• Problem: When you reach the line containing "pub struct FullResolve<C, B: Backend<C>>", include it and stop; until then, return each line of the material exactly, starting with the first.

• Record excerpts:

= Beginning of Section =

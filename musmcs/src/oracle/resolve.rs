use std::marker::PhantomData;
use std::time::{Duration, Instant};

use itertools::Itertools;

use crate::config::oracle_timeout_from_env;
use crate::error::OracleError;
use crate::oracle::{Backend, Oracle, OracleStats, Verdict};
use crate::subset::Subset;

/// Oracle that re-solves `hard ∪ subset` from scratch on every check.
///
/// It never reports cores nor witnesses, so algorithms run against it in their naive form.
pub struct FullResolve<C, B: Backend<C>> {
    backend: B,
    soft: Vec<C>,
    hard: Vec<C>,
    timeout: Option<Duration>,
    stats: OracleStats,
    _constraint: PhantomData<fn(&C)>,
}

impl<C, B: Backend<C>> FullResolve<C, B> {
    pub fn new(backend: B, soft: Vec<C>, hard: Vec<C>) -> Self {
        FullResolve {
            backend,
            soft,
            hard,
            timeout: oracle_timeout_from_env(),
            stats: OracleStats::default(),
            _constraint: PhantomData,
        }
    }

    pub fn with_timeout(mut self, timeout: Option<Duration>) -> Self {
        self.timeout = timeout;
        self
    }

    pub fn soft(&self) -> &[C] {
        &self.soft
    }

    pub fn hard(&self) -> &[C] {
        &self.hard
    }

    pub fn backend(&self) -> &B {
        &self.backend
    }
}

impl<C, B: Backend<C>> Oracle for FullResolve<C, B> {
    fn num_soft(&self) -> usize {
        self.soft.len()
    }

    fn check(&mut self, subset: &Subset) -> Result<Verdict, OracleError> {
        debug_assert_eq!(subset.universe(), self.soft.len());
        let active = self.hard.iter().chain(subset.iter().map(|i| &self.soft[i])).collect_vec();

        let start = Instant::now();
        let res = self
            .backend
            .solve(&active, self.timeout)
            .map(|witness| match witness {
                Some(_) => Verdict::Sat { satisfied: None },
                None => Verdict::Unsat { core: None },
            });
        self.stats.record(&res, start.elapsed());
        tracing::trace!("check {} -> {:?}", subset, res.as_ref().map(Verdict::is_sat));
        res
    }

    fn supports_assumptions(&self) -> bool {
        false
    }

    fn stats(&self) -> &OracleStats {
        &self.stats
    }
}
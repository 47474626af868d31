//! Gain equalization of channelized input data.

use qn_core::{Axis, Error, Result, Statistic};
use serde::{Deserialize, Serialize};

use super::{Calibration, CorrectionStep, MIN_DENOMINATOR, QnEvent, StepContext, StepStage, StepStatus};
use crate::detector::ChannelScheme;
use crate::profile::CalibrationProfile;

/// Step key.
pub const GAIN_EQUALIZATION: &str = "gain_equalization";

/// Equalization formula.
#[derive(Debug, Clone, Copy, Default, PartialEq, Serialize, Deserialize)]
#[serde(tag = "type", rename_all = "snake_case")]
pub enum EqualizationMethod {
    /// `w · target / <w_ch>`.
    #[default]
    Average,
    /// `shift + scale · (w - <w_ch>) / σ_ch`.
    Width {
        /// Offset of the equalized weight.
        #[serde(default = "default_shift")]
        shift: f64,
        /// Scale of the equalized weight.
        #[serde(default = "default_scale")]
        scale: f64,
    },
}

fn default_shift() -> f64 {
    1.0
}

fn default_scale() -> f64 {
    0.1
}

/// Per-channel multiplicity equalization.
#[derive(Debug)]
pub struct GainEqualization {
    method: EqualizationMethod,
    channel_map: Vec<Option<usize>>,
    group_map: Option<Vec<Option<usize>>>,
    calibration: Calibration,
    applied: bool,
}

impl GainEqualization {
    /// Equalization over the used channels of `scheme`.
    ///
    /// With `use_groups`, the target of a channel is the mean of its group.
    pub fn new(
        owner: &str,
        event_axes: &[Axis],
        scheme: &ChannelScheme,
        method: EqualizationMethod,
        use_groups: bool,
        min_entries: u64,
    ) -> Result<Self> {
        scheme.validate()?;
        let mut next = 0;
        let channel_map: Vec<Option<usize>> = (0..scheme.n_channels())
            .map(|ch| {
                scheme.is_used(ch).then(|| {
                    next += 1;
                    next - 1
                })
            })
            .collect();
        if next == 0 {
            return Err(Error::Validation(format!("{owner}: no used channels to equalize")));
        }
        let mut profiles = vec![CalibrationProfile::new("channel_multiplicity", event_axes, next)?];
        let group_map = if use_groups {
            if scheme.n_groups() == 0 {
                return Err(Error::Validation(format!(
                    "{owner}: group weights requested but no channel groups defined"
                )));
            }
            profiles.push(CalibrationProfile::new(
                "group_multiplicity",
                event_axes,
                scheme.n_groups(),
            )?);
            Some((0..scheme.n_channels()).map(|ch| scheme.group(ch)).collect())
        } else {
            None
        };
        let n_bins = profiles[0].n_event_bins();
        Ok(Self {
            method,
            channel_map,
            group_map,
            calibration: Calibration::new(owner, GAIN_EQUALIZATION, profiles, n_bins, min_entries),
            applied: false,
        })
    }

    fn equalized(&self, bin: usize, channel: usize, weight: f64) -> f64 {
        let Some(Some(component)) = self.channel_map.get(channel).copied() else {
            return weight;
        };
        let stat: Statistic = self.calibration.profile(0).get(bin, component);
        let mean = stat.mean();
        if !mean.is_finite() || mean.abs() < MIN_DENOMINATOR {
            return 0.0;
        }
        match self.method {
            EqualizationMethod::Average => {
                let target = match &self.group_map {
                    Some(groups) => match groups.get(channel).copied().flatten() {
                        Some(g) => self.calibration.profile(1).mean(bin, g),
                        None => 1.0,
                    },
                    None => 1.0,
                };
                weight * target / mean
            }
            EqualizationMethod::Width { shift, scale } => {
                let sigma = stat.std_dev();
                if sigma < MIN_DENOMINATOR {
                    0.0
                } else {
                    shift + scale * (weight - mean) / sigma
                }
            }
        }
    }
}

impl CorrectionStep for GainEqualization {
    fn name(&self) -> &'static str {
        GAIN_EQUALIZATION
    }

    fn stage(&self) -> StepStage {
        StepStage::InputData
    }

    fn process_corrections(
        &mut self,
        ctx: &StepContext<'_>,
        event: &mut QnEvent,
    ) -> Result<StepStatus> {
        self.applied = self.calibration.is_ready(ctx.class_bin);
        if !self.applied {
            return Ok(StepStatus::NotCalibrated);
        }
        for dv in &mut event.data {
            dv.equalized_weight = self.equalized(ctx.class_bin, dv.channel, dv.weight);
        }
        Ok(StepStatus::Applied)
    }

    fn process_data_collection(
        &mut self,
        ctx: &StepContext<'_>,
        event: &QnEvent,
    ) -> Result<StepStatus> {
        if !event.data.is_empty() {
            let bin = ctx.class_bin;
            for dv in &event.data {
                let Some(Some(component)) = self.channel_map.get(dv.channel).copied() else {
                    continue;
                };
                self.calibration.profile_mut(0).fill(bin, component, dv.weight);
                if let Some(Some(g)) = self.group_map.as_ref().and_then(|m| m.get(dv.channel)).copied()
                {
                    self.calibration.profile_mut(1).fill(bin, g, dv.weight);
                }
            }
            self.calibration.record(bin);
        }
        Ok(if self.applied { StepStatus::Applied } else { StepStatus::NotCalibrated })
    }

    fn clear_correction_step(&mut self) {
        self.applied = false;
    }

    fn calibration(&self) -> &Calibration {
        &self.calibration
    }

    fn calibration_mut(&mut self) -> &mut Calibration {
        &mut self.calibration
    }
}
//! Selection cuts on per-event variables.
//!
//! A rejected cut is a filtering decision, not an error.

use serde::{Deserialize, Serialize};

use crate::error::Result;
use crate::variables::{Variable, VariableSchema};

/// Cut condition on one value.
#[derive(Debug, Clone, Copy, PartialEq, Serialize, Deserialize)]
#[serde(tag = "type", rename_all = "snake_case")]
pub enum CutKind {
    /// `v < threshold`.
    Below {
        /// Upper bound (exclusive).
        threshold: f64,
    },
    /// `v > threshold`.
    Above {
        /// Lower bound (exclusive).
        threshold: f64,
    },
    /// `min < v < max`.
    Within {
        /// Lower bound (exclusive).
        min: f64,
        /// Upper bound (exclusive).
        max: f64,
    },
    /// Not `min < v < max`.
    Outside {
        /// Lower bound of the excluded window.
        min: f64,
        /// Upper bound of the excluded window.
        max: f64,
    },
    /// Bit `bit` of the integer value equals `expected`.
    SetBit {
        /// Bit position.
        bit: u32,
        /// Required state.
        #[serde(default = "default_true")]
        expected: bool,
    },
}

fn default_true() -> bool {
    true
}

impl CutKind {
    /// Whether `value` passes. NaN never passes.
    pub fn passes(&self, value: f64) -> bool {
        if value.is_nan() {
            return false;
        }
        match *self {
            CutKind::Below { threshold } => value < threshold,
            CutKind::Above { threshold } => value > threshold,
            CutKind::Within { min, max } => min < value && value < max,
            CutKind::Outside { min, max } => !(min < value && value < max),
            CutKind::SetBit { bit, expected } => {
                let bits = value as i64;
                bit < 64 && ((bits >> bit) & 1 == 1) == expected
            }
        }
    }
}

/// Serializable cut: variable name plus condition.
#[derive(Debug, Clone, PartialEq, Serialize, Deserialize)]
pub struct CutConfig {
    /// Variable name in the schema.
    pub variable: String,
    /// Condition.
    #[serde(flatten)]
    pub kind: CutKind,
}

impl CutConfig {
    /// Resolve the variable against `schema`.
    pub fn build(&self, schema: &VariableSchema) -> Result<Cut> {
        Ok(Cut::new(schema.get(&self.variable)?, self.kind))
    }
}

/// A cut bound to a variable.
#[derive(Debug, Clone, Copy, PartialEq)]
pub struct Cut {
    variable: Variable,
    kind: CutKind,
}

impl Cut {
    /// Bind `kind` to `variable`.
    pub fn new(variable: Variable, kind: CutKind) -> Self {
        Self { variable, kind }
    }

    /// Evaluate on element `element` of the variable (scalars ignore it).
    ///
    /// An element past the end of an array variable is not selected.
    pub fn is_selected(&self, values: &[f64], element: usize) -> bool {
        self.variable.element(values, element).is_ok_and(|v| self.kind.passes(v))
    }
}

/// Conjunction of cuts. An empty set selects everything.
#[derive(Debug, Clone, Default)]
pub struct CutsSet {
    cuts: Vec<Cut>,
}

impl CutsSet {
    /// Empty set.
    pub fn new() -> Self {
        Self::default()
    }

    /// Build from configurations.
    pub fn from_configs(configs: &[CutConfig], schema: &VariableSchema) -> Result<Self> {
        let cuts = configs.iter().map(|c| c.build(schema)).collect::<Result<Vec<_>>>()?;
        Ok(Self { cuts })
    }

    /// Append a cut.
    pub fn add(&mut self, cut: Cut) {
        self.cuts.push(cut);
    }

    /// Number of cuts.
    pub fn len(&self) -> usize {
        self.cuts.len()
    }

    /// No cuts configured.
    pub fn is_empty(&self) -> bool {
        self.cuts.is_empty()
    }

    /// All cuts pass for `element`.
    pub fn is_selected(&self, values: &[f64], element: usize) -> bool {
        self.cuts.iter().all(|c| c.is_selected(values, element))
    }
}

= End of Section =

• Response:
filename musmcs/src/oracle/resolve.rs
use std::marker::PhantomData;
use std::time::{Duration, Instant};

use itertools::Itertools;

use crate::config::oracle_timeout_from_env;
use crate::error::OracleError;
use crate::oracle::{Backend, Oracle, OracleStats, Verdict};
use crate::subset::Subset;

/// Oracle that re-solves `hard ∪ subset` from scratch on every check.
///
/// It never reports cores nor witnesses, so algorithms run against it in their naive form.
pub struct FullResolve<C, B: Backend<C>> {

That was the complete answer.